Buscamos el equilibrio. Eso es. Entre el trabajo constante y el descanso merecido. Entre el hacer y el parar. Entre el compromiso y la risa. Entre el dormir y estar en vela. No siempre nos sale perfecto (la inteligencia artificial no es lo nuestro), pero lo intentamos cada día: que este lugar respire, y que respire calma, y que palpite, que no deje de palpitar.
Nos encanta acoger proyectos de creación, equipos de trabajo que comparten valores, ideas que nacen en una libreta y terminan en algo que mejora la convivencia. Nos gustan las iniciativas que nos humanizan en este mundo un poco loco, ya sabes, un poco acelerado, un poco mucho ruidoso, tan necesitado de escucha, quietud y conversaciones sin reloj (que se quede afuera ese tictac).
Durante el curso, el salón se llena de vida: improvisación teatral para reírnos de nosotras mismas; antigimnasia (tal cual, como lo oyes) para escuchar el cuerpo; yoga para estirar también el alma; danza afro para recordar que el ritmo es una forma de alegría; verticales para cambiar la perspectiva (literalmente); y masajes para reconciliarnos con la gravedad. Aquí se viene a moverse, a sentir, a probar, a equivocarse con estilo.
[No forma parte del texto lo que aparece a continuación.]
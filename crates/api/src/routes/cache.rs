use axum::routing::get;
use axum::Router;

use crate::handlers::cache;
use crate::state::AppState;

pub fn router() -> Router<AppState> {
    Router::new().route("/cache/status", get(cache::cache_status))
}
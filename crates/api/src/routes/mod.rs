pub mod cache;
pub mod health;
pub mod process;
pub mod seo;
pub mod upload;

use axum::Router;

use crate::state::AppState;

/// Build the `/api/v1` route tree.
///
/// ```text
/// POST   /initiate-process      create an empty process
/// POST   /process/book          submit one page (202, runs in background)
/// POST   /process/status        poll page statuses
/// POST   /upload                multipart image upload
/// GET    /cache/status          process cache introspection
/// POST   /generate-keywords     SEO keywords for a description
/// ```
///
/// Every route requires the `X-API-Key` header when an API key is configured.
pub fn api_routes() -> Router<AppState> {
    Router::new()
        .merge(process::router())
        .merge(upload::router())
        .merge(cache::router())
        .merge(seo::router())
}
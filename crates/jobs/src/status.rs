//! Read-only projection of registry state into caller-facing statuses.

use taleify_core::error::CoreError;
use taleify_core::page::PageStatus;
use taleify_core::types::{PageId, ProcessId};

use crate::registry::JobRegistry;

/// Statuses for one page, or for every page of the process in submission
/// order when `page_id` is `None`.
///
/// Never mutates the registry and never refreshes a TTL.
pub fn get_status(
    registry: &JobRegistry,
    process_id: ProcessId,
    page_id: Option<PageId>,
) -> Result<Vec<PageStatus>, CoreError> {
    let record = registry
        .record(process_id)
        .ok_or_else(|| CoreError::not_found("Process", process_id))?;

    match page_id {
        Some(page_id) => {
            let entry = record
                .get(&page_id)
                .ok_or_else(|| CoreError::not_found("Page", page_id))?;
            Ok(vec![PageStatus::from_entry(process_id, page_id, entry)])
        }
        None => Ok(record
            .iter()
            .map(|(page_id, entry)| PageStatus::from_entry(process_id, *page_id, entry))
            .collect()),
    }
}
//! Platform layer for meshview.
//!
//! - Window host via winit (cursor, fullscreen, client size)
//! - Vulkan surface creation from raw window handles
//! - Input state tracking and listener dispatch

mod input;
mod input_system;
mod window;

pub use input::{InputState, KeyCode, MouseButton, MousePosition};
pub use input_system::{InputListener, InputSystem, SharedListener};
pub use window::{Surface, Window};
//! Thin, owning wrappers around `ash` for the meshview renderer.
//!
//! Every wrapper holds an `Arc<Device>` and releases its Vulkan object on drop.
//! Memory comes from `gpu-allocator`; presentation uses `VK_KHR_swapchain` and
//! drawing uses Vulkan 1.3 dynamic rendering, so there are no render passes or
//! framebuffers.

mod error;

pub mod buffer;
pub mod command;
pub mod descriptor;
pub mod device;
pub mod image;
pub mod instance;
pub mod physical_device;
pub mod pipeline;
pub mod sampler;
pub mod shader;
pub mod swapchain;
pub mod sync;
pub mod texture;
pub mod vertex;

pub use ash::vk;
pub use error::{RhiError, RhiResult};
Una vez al mes abrimos las puertas de par en par y celebramos nuestras Duermeveladas: conciertos íntimos, para escuchar y compartir de cerca. Puede que acabes cantando. Puede que acabes haciendo migas. Y hasta puede que acabes quedándote un rato más del que pensabas.
Nos preocupa el medio ambiente porque este planeta es la casa grande de todas. Por eso te pedimos un consumo responsable del agua (las duchas eternas están muy bien en las películas), instalamos paneles solares para el agua caliente y facilitamos la separación de residuos. Ya sabes, pequeños gestos, grandes intenciones.
Apostamos por el comercio local y el consumo consciente. Utilizamos productos de limpieza ecológicos, de venta local y a granel. Formamos parte de cooperativas de consumo de teléfono y electricidad: Som Connexió y Som Energia. Elegimos, siempre que sea posible, que nuestro impacto sea coherente con lo que soñamos.
Y hay algo que tenemos muy claro: en el Duermevela practicamos una política de tolerancia cero ante cualquier acto de acoso, violencia o discriminación por raza, etnia, religión, origen, discapacidad, sexo, identidad de género u orientación sexual. Queremos que quienes crucen esta puerta se sientan seguras y respetadas siempre.
Si has llegado hasta aquí, quizá no sea casualidad. Tal vez estés buscando algo más que una cama. Tal vez quieras un lugar donde descansar y, al mismo tiempo, despertar.
Si vienes, te recibiremos como nos gusta recibir: despacio y con escucha.
Te invitamos a hacer un mundo en este hueco. Te damos la bienvenida. Pasa. Estás en casa.